O sorriso de Peier desapareceu; hesitou, mas decidiu trair Qiu Zichong, considerando que não era nada grave. Afinal, a esposa dele se suicidara após uma sessão de interpretação de sonhos com Sian; era natural que Qiu suspeitasse dele. Então, confessou: — Sim, Qiu Zichong não consegue superar a morte da esposa. Pediu que eu transmitisse tudo que você dissesse sobre Li Wenci.

— Por que aceitou ser espiã dele? Que vantagens ele te ofereceu? — Sian virou-se, encarando Peier.

Peier desviou o olhar: — Nenhuma vantagem. Ouvi sobre você com minha mãe e vi suas habilidades no caso Changqing; fiquei curiosa. Além disso, queria sair de casa para escapar das reclamações dela. O mais importante: você pode me ajudar a descobrir meus próprios segredos. E, convenhamos, ser agente infiltrada é emocionante, não acha?

Sian assentiu, achando as razões plausíveis, mas suspeitando de algum segredo não revelado.

— Sendo assim, pode tentar algo ainda mais emocionante — sentou-se novamente ao lado de Peier, sorrindo — Seja uma agente dupla.

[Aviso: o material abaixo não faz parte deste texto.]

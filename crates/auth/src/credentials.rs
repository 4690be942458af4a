//! Sign-in form credentials and their validation rules.

use serde::{Deserialize, Serialize};
use thiserror::Error;

use furnish_core::StoreError;

/// Minimum accepted password length.
pub const MIN_PASSWORD_LEN: usize = 6;

/// Why a sign-in submission was rejected.
///
/// Display strings are the exact texts the login page shows the user.
#[derive(Debug, Error, Clone, Copy, PartialEq, Eq)]
pub enum CredentialError {
    #[error("Please fill in all required fields")]
    MissingFields,

    #[error("Please enter a valid email address")]
    InvalidEmail,

    #[error("Password must be at least 6 characters long")]
    PasswordTooShort,
}

impl From<CredentialError> for StoreError {
    fn from(value: CredentialError) -> Self {
        StoreError::validation(value.to_string())
    }
}

/// Submitted sign-in form values. Inputs are trimmed on construction, the way
/// the form reads them.
#[derive(Debug, Clone, PartialEq, Eq, Serialize, Deserialize)]
pub struct Credentials {
    email: String,
    password: String,
}

impl Credentials {
    pub fn new(email: impl Into<String>, password: impl Into<String>) -> Self {
        Self {
            email: email.into().trim().to_string(),
            password: password.into().trim().to_string(),
        }
    }

    pub fn email(&self) -> &str {
        &self.email
    }

    /// Check the submission. Rules are applied in the order the form does:
    /// required fields, then email shape, then password length.
    pub fn validate(&self) -> Result<(), CredentialError> {
        if self.email.is_empty() || self.password.is_empty() {
            return Err(CredentialError::MissingFields);
        }
        if !is_valid_email(&self.email) {
            return Err(CredentialError::InvalidEmail);
        }
        if self.password.chars().count() < MIN_PASSWORD_LEN {
            return Err(CredentialError::PasswordTooShort);
        }
        Ok(())
    }
}

/// Accepts `local@domain.tld`: exactly one `@`, no whitespace, and a dot with
/// characters on both sides somewhere after the `@`.
fn is_valid_email(email: &str) -> bool {
    if email.chars().any(char::is_whitespace) {
        return false;
    }
    let Some((local, domain)) = email.split_once('@') else {
        return false;
    };
    if local.is_empty() || domain.contains('@') {
        return false;
    }
    domain.contains('.') && !domain.starts_with('.') && !domain.ends_with('.')
}

#[cfg(test)]
mod tests {
    use super::*;

    #[test]
    fn well_formed_credentials_pass() {
        let creds = Credentials::new("shopper@example.com", "hunter22");
        assert_eq!(creds.validate(), Ok(()));
    }

    #[test]
    fn inputs_are_trimmed_before_validation() {
        let creds = Credentials::new("  shopper@example.com  ", " hunter22 ");
        assert_eq!(creds.validate(), Ok(()));
        assert_eq!(creds.email(), "shopper@example.com");
    }

    #[test]
    fn blank_fields_are_reported_first() {
        assert_eq!(
            Credentials::new("", "hunter22").validate(),
            Err(CredentialError::MissingFields)
        );
        assert_eq!(
            Credentials::new("shopper@example.com", "   ").validate(),
            Err(CredentialError::MissingFields)
        );
    }

    #[test]
    fn malformed_emails_are_rejected() {
        for email in [
            "no-at-sign.example.com",
            "@example.com",
            "two@@example.com",
            "spaced out@example.com",
            "shopper@nodot",
            "shopper@.com",
            "shopper@example.",
        ] {
            assert_eq!(
                Credentials::new(email, "hunter22").validate(),
                Err(CredentialError::InvalidEmail),
                "{email} should be rejected"
            );
        }
    }

    #[test]
    fn short_passwords_are_rejected() {
        assert_eq!(
            Credentials::new("shopper@example.com", "12345").validate(),
            Err(CredentialError::PasswordTooShort)
        );
        assert_eq!(
            Credentials::new("shopper@example.com", "123456").validate(),
            Ok(())
        );
    }

    #[test]
    fn error_texts_match_the_form_messages() {
        assert_eq!(
            CredentialError::MissingFields.to_string(),
            "Please fill in all required fields"
        );
        assert_eq!(
            CredentialError::InvalidEmail.to_string(),
            "Please enter a valid email address"
        );
        assert_eq!(
            CredentialError::PasswordTooShort.to_string(),
            "Password must be at least 6 characters long"
        );
    }
}
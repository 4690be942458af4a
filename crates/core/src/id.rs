//! Strongly-typed identifiers used across the domain.

use serde::{Deserialize, Serialize};
use uuid::Uuid;

/// Identifier of one browsing session.
///
/// All tracker state (wishlist, cart, compare list) is scoped to a single
/// session and discarded with it; nothing is persisted across sessions.
#[derive(Debug, Copy, Clone, PartialEq, Eq, Hash, Serialize, Deserialize)]
#[serde(transparent)]
pub struct SessionId(Uuid);

impl SessionId {
    /// Create a new identifier.
    ///
    /// Uses UUIDv7 (time-ordered). Prefer passing IDs explicitly in tests
    /// for determinism.
    pub fn new() -> Self {
        Self(Uuid::now_v7())
    }

    pub fn from_uuid(uuid: Uuid) -> Self {
        Self(uuid)
    }

    pub fn as_uuid(&self) -> &Uuid {
        &self.0
    }
}

impl Default for SessionId {
    fn default() -> Self {
        Self::new()
    }
}

impl core::fmt::Display for SessionId {
    fn fmt(&self, f: &mut core::fmt::Formatter<'_>) -> core::fmt::Result {
        core::fmt::Display::fmt(&self.0, f)
    }
}

impl From<Uuid> for SessionId {
    fn from(value: Uuid) -> Self {
        Self(value)
    }
}

impl From<SessionId> for Uuid {
    fn from(value: SessionId) -> Self {
        value.0
    }
}
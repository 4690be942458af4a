//! `furnish-auth` — pure sign-in form validation.
//!
//! This crate is intentionally decoupled from rendering and from any identity
//! backend: it only decides whether submitted credentials are well-formed.

pub mod credentials;

pub use credentials::{Credentials, CredentialError, MIN_PASSWORD_LEN};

Peier entendeu imediatamente: — Quer que eu te conte o que descobrir com Qiu Zichong?

— Exatamente. Conte-me tudo que ele pedir de você. Não quero estar em desvantagem, sendo vigiado; é apenas uma retaliação.

Peier ponderou, sentindo-se envolvida numa guerra silenciosa entre dois homens, difícil de escapar, pois precisava da ajuda de Sian e estava presa pelas exigências de Qiu Zichong.

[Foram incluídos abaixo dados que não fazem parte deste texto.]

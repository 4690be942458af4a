//! Terminal walkthrough of one storefront session.
//!
//! Plays the role of both the trigger source and the rendering collaborator:
//! a scripted click sequence goes in, badge counts / list orders /
//! notification banners come out on stdout.

use anyhow::Result;
use chrono::Utc;

use furnish_auth::Credentials;
use furnish_catalog::ProductRecord;
use furnish_session::{BadgeCounts, Notification, RenderSink, SessionState, StoreAction};

/// Renders to stdout what the pages would paint into the DOM.
struct TerminalSink;

impl RenderSink for TerminalSink {
    fn badges(&mut self, counts: &BadgeCounts) {
        match serde_json::to_string(counts) {
            Ok(json) => println!("badges   {json}"),
            Err(err) => eprintln!("badges   <unserializable: {err}>"),
        }
    }

    fn product_list(&mut self, products: &[ProductRecord]) {
        let names: Vec<&str> = products.iter().map(|p| p.name.as_str()).collect();
        println!("grid     {}", names.join(" | "));
    }

    fn notification(&mut self, notification: &Notification) {
        println!("[{}] {}", notification.kind, notification.message);
    }
}

fn showroom() -> Vec<ProductRecord> {
    vec![
        ProductRecord::new("Modern Sofa", 650.0, 4.9),
        ProductRecord::new("Wooden Chair", 120.0, 4.5),
        ProductRecord::new("Dining Table", 300.0, 4.8),
        ProductRecord::new("Floor Lamp", 45.0, 4.2),
        ProductRecord::new("Lounge Chair", 210.0, 4.6),
    ]
}

fn main() -> Result<()> {
    furnish_observability::init();

    let mut session = SessionState::new(showroom());
    let mut sink = TerminalSink;
    println!("session  {}", session.id());

    let script = [
        StoreAction::ToggleWishlist("Wooden Chair".into()),
        StoreAction::AddToCart { name: "Floor Lamp".into(), price: 45.0 },
        StoreAction::AddToCart { name: "Floor Lamp".into(), price: 45.0 },
        StoreAction::AddToCompare("Wooden Chair".into()),
        StoreAction::AddToCompare("Lounge Chair".into()),
        StoreAction::AddToCompare("Modern Sofa".into()),
        StoreAction::AddToCompare("Dining Table".into()),
        StoreAction::CompareNow,
        StoreAction::Sort("price-low".into()),
        StoreAction::Filter("chair".into()),
        StoreAction::FilterByMaxPrice(250.0),
        StoreAction::Search("oak desk".into()),
        StoreAction::SubscribeNewsletter("shopper@example.com".into()),
        StoreAction::SubmitLogin(Credentials::new("shopper@example.com", "hunter22")),
    ];

    for action in script {
        session.dispatch(action, Utc::now(), &mut sink);
    }

    Ok(())
}
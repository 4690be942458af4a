use serde::{Deserialize, Serialize};

/// A product as displayed on the page.
///
/// The record is a value object owned by the rendering collaborator; trackers
/// reference products by `name` only. `name` is the unique display key.
#[derive(Debug, Clone, PartialEq, Serialize, Deserialize)]
pub struct ProductRecord {
    pub name: String,
    pub price: f64,
    pub rating: f64,
}

impl ProductRecord {
    pub fn new(name: impl Into<String>, price: f64, rating: f64) -> Self {
        Self {
            name: name.into(),
            price,
            rating,
        }
    }
}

— E então? Aceita? — Sian sorriu, — Eu finjo ser seu namorado por um mês e você vira agente dupla. Ah, claro: você deve ficar do meu lado. Quando eu pedir para contar algo a Qiu Zichong, conte exatamente isso, ou seja, forneça informações falsas.

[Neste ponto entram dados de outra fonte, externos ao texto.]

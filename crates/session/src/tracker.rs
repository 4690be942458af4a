//! Wishlist, cart, and compare-list membership tracking.
//!
//! # Invariants
//! - The wishlist never contains duplicates (set semantics).
//! - The cart grows by exactly one line per add; it is never deduplicated.
//! - The compare list holds at most [`COMPARE_CAPACITY`] distinct names;
//!   insertion beyond capacity is rejected, never evicted.

use std::collections::HashSet;

use serde::{Deserialize, Serialize};

use furnish_core::{StoreError, StoreResult};

/// Maximum number of products queued for side-by-side comparison.
pub const COMPARE_CAPACITY: usize = 3;

/// One cart entry. Each add event is a distinct line item, so the same product
/// can appear on several lines (mirroring a real cart rather than merging).
#[derive(Debug, Clone, PartialEq, Serialize, Deserialize)]
pub struct CartLine {
    pub name: String,
    pub price: f64,
    pub quantity: u32,
}

/// Capacity-bounded, insertion-ordered set of product names.
///
/// Insertion order is observable (the compare summary joins members in the
/// order they were added), so this is a `Vec` with a membership check rather
/// than a hash set.
#[derive(Debug, Clone, Default, PartialEq, Eq, Serialize, Deserialize)]
pub struct CompareList {
    members: Vec<String>,
}

impl CompareList {
    /// Insert `name`, returning the new size.
    ///
    /// The capacity gate runs first: once the list is full, every insert is
    /// rejected, member or not. Below capacity, re-inserting an existing
    /// member succeeds without change. The list is left untouched on
    /// rejection.
    pub fn insert(&mut self, name: &str) -> StoreResult<usize> {
        if self.members.len() >= COMPARE_CAPACITY {
            return Err(StoreError::capacity_exceeded(COMPARE_CAPACITY));
        }
        if self.members.iter().any(|m| m == name) {
            return Ok(self.members.len());
        }
        self.members.push(name.to_string());
        Ok(self.members.len())
    }

    pub fn contains(&self, name: &str) -> bool {
        self.members.iter().any(|m| m == name)
    }

    /// Members in insertion order.
    pub fn members(&self) -> &[String] {
        &self.members
    }

    pub fn len(&self) -> usize {
        self.members.len()
    }

    pub fn is_empty(&self) -> bool {
        self.members.is_empty()
    }
}

/// Session-scoped membership state for wishlist, cart, and compare list.
///
/// All mutations are synchronous; the execution model is single-threaded
/// cooperative (UI-event driven), so no interior locking exists.
#[derive(Debug, Clone, Default, Serialize, Deserialize)]
pub struct CollectionTracker {
    wishlist: HashSet<String>,
    cart: Vec<CartLine>,
    compare: CompareList,
}

impl CollectionTracker {
    pub fn new() -> Self {
        Self::default()
    }

    /// Flip wishlist membership of `name`. Returns whether the item is now
    /// present. After `n` toggles the item is a member iff `n` is odd.
    pub fn toggle_wishlist(&mut self, name: &str) -> bool {
        if self.wishlist.remove(name) {
            false
        } else {
            self.wishlist.insert(name.to_string());
            true
        }
    }

    pub fn wishlist_contains(&self, name: &str) -> bool {
        self.wishlist.contains(name)
    }

    /// Append a line item and return the new cart length.
    pub fn add_to_cart(&mut self, name: &str, price: f64) -> usize {
        self.cart.push(CartLine {
            name: name.to_string(),
            price,
            quantity: 1,
        });
        self.cart.len()
    }

    pub fn cart_count(&self) -> usize {
        self.cart.len()
    }

    pub fn wishlist_count(&self) -> usize {
        self.wishlist.len()
    }

    pub fn cart_lines(&self) -> &[CartLine] {
        &self.cart
    }

    /// Queue `name` for comparison; see [`CompareList::insert`].
    pub fn add_to_compare(&mut self, name: &str) -> StoreResult<usize> {
        self.compare.insert(name)
    }

    pub fn compare(&self) -> &CompareList {
        &self.compare
    }
}

#[cfg(test)]
mod tests {
    use super::*;
    use proptest::prelude::*;

    #[test]
    fn toggle_adds_then_removes() {
        let mut tracker = CollectionTracker::new();
        assert!(tracker.toggle_wishlist("Chair"));
        assert!(tracker.wishlist_contains("Chair"));
        assert!(!tracker.toggle_wishlist("Chair"));
        assert!(!tracker.wishlist_contains("Chair"));
        assert_eq!(tracker.wishlist_count(), 0);
    }

    #[test]
    fn wishlist_has_set_semantics() {
        let mut tracker = CollectionTracker::new();
        tracker.toggle_wishlist("Chair");
        tracker.toggle_wishlist("Table");
        tracker.toggle_wishlist("Chair");
        tracker.toggle_wishlist("Chair");
        assert_eq!(tracker.wishlist_count(), 2);
    }

    #[test]
    fn cart_never_deduplicates() {
        let mut tracker = CollectionTracker::new();
        for k in 1..=5 {
            assert_eq!(tracker.add_to_cart("Lamp", 45.0), k);
        }
        assert_eq!(tracker.cart_count(), 5);
        assert!(tracker.cart_lines().iter().all(|l| l.quantity == 1));
    }

    #[test]
    fn compare_rejects_fourth_distinct_name_without_mutation() {
        let mut tracker = CollectionTracker::new();
        assert_eq!(tracker.add_to_compare("Chair"), Ok(1));
        assert_eq!(tracker.add_to_compare("Table"), Ok(2));
        assert_eq!(tracker.add_to_compare("Lamp"), Ok(3));

        let before = tracker.compare().clone();
        let err = tracker.add_to_compare("Sofa").unwrap_err();
        assert_eq!(err, StoreError::capacity_exceeded(COMPARE_CAPACITY));
        assert_eq!(tracker.compare(), &before);
    }

    #[test]
    fn compare_reinsert_below_capacity_is_a_no_op_success() {
        let mut tracker = CollectionTracker::new();
        tracker.add_to_compare("Chair").unwrap();
        tracker.add_to_compare("Table").unwrap();
        assert_eq!(tracker.add_to_compare("Table"), Ok(2));
        assert_eq!(tracker.compare().members(), ["Chair", "Table"]);
    }

    #[test]
    fn compare_at_capacity_rejects_even_existing_members() {
        let mut tracker = CollectionTracker::new();
        tracker.add_to_compare("Chair").unwrap();
        tracker.add_to_compare("Table").unwrap();
        tracker.add_to_compare("Lamp").unwrap();
        // The capacity gate runs before the membership check.
        assert_eq!(
            tracker.add_to_compare("Table"),
            Err(StoreError::capacity_exceeded(COMPARE_CAPACITY))
        );
        assert_eq!(tracker.compare().members(), ["Chair", "Table", "Lamp"]);
    }

    #[test]
    fn compare_preserves_insertion_order() {
        let mut list = CompareList::default();
        list.insert("Table").unwrap();
        list.insert("Chair").unwrap();
        assert_eq!(list.members(), ["Table", "Chair"]);
    }

    proptest! {
        #[test]
        fn toggle_parity_determines_membership(n in 0usize..32) {
            let mut tracker = CollectionTracker::new();
            for _ in 0..n {
                tracker.toggle_wishlist("Ottoman");
            }
            prop_assert_eq!(tracker.wishlist_contains("Ottoman"), n % 2 == 1);
        }

        #[test]
        fn cart_length_equals_add_count(names in prop::collection::vec("[a-z]{1,6}", 0..24)) {
            let mut tracker = CollectionTracker::new();
            for (i, name) in names.iter().enumerate() {
                prop_assert_eq!(tracker.add_to_cart(name, 10.0), i + 1);
            }
            prop_assert_eq!(tracker.cart_count(), names.len());
        }

        #[test]
        fn compare_size_never_exceeds_capacity(names in prop::collection::vec("[a-z]{1,6}", 0..24)) {
            let mut tracker = CollectionTracker::new();
            for name in &names {
                let _ = tracker.add_to_compare(name);
                prop_assert!(tracker.compare().len() <= COMPARE_CAPACITY);
            }
        }
    }
}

Após alguns segundos de hesitação, Peier assentiu vigorosamente: — Está bem, já que me expus, é melhor mudar de lado.

Sian riu, satisfeito, apertando as mãos dela e perguntando com doçura: — Então, querida, diga o que Qiu Zichong te pediu?

Peier afastou-se um pouco, incomodada: — Basicamente, observar se você realmente sofre de prosopagnosia, transmitir tudo que disser sobre Li Wenci, ah, e mais uma coisa.

Sian mudou de expressão, apertando a mão dela com mais força: — O quê?

— Qiu Zichong perguntou se você mencionou Fan Xiao, pediu que eu transmitisse tudo que dissesse sobre ele e qualquer reação relacionada — lembrou Peier do encontro recente numa pequena cantina.

— Fan Xiao? — Sian ficou intrigado. O jovem estagiário policial, aparentemente inocente, como se envolveu nisso? Qual papel desempenha entre Qiu Zichong e Sian?

Seria Qiu Zichong interessado em aproximar Fan Xiao de Sian, para cooperar nas investigações? Qual seria o objetivo? De qualquer forma, Sian percebeu que precisava observar Fan Xiao com atenção, sem despertar suspeitas.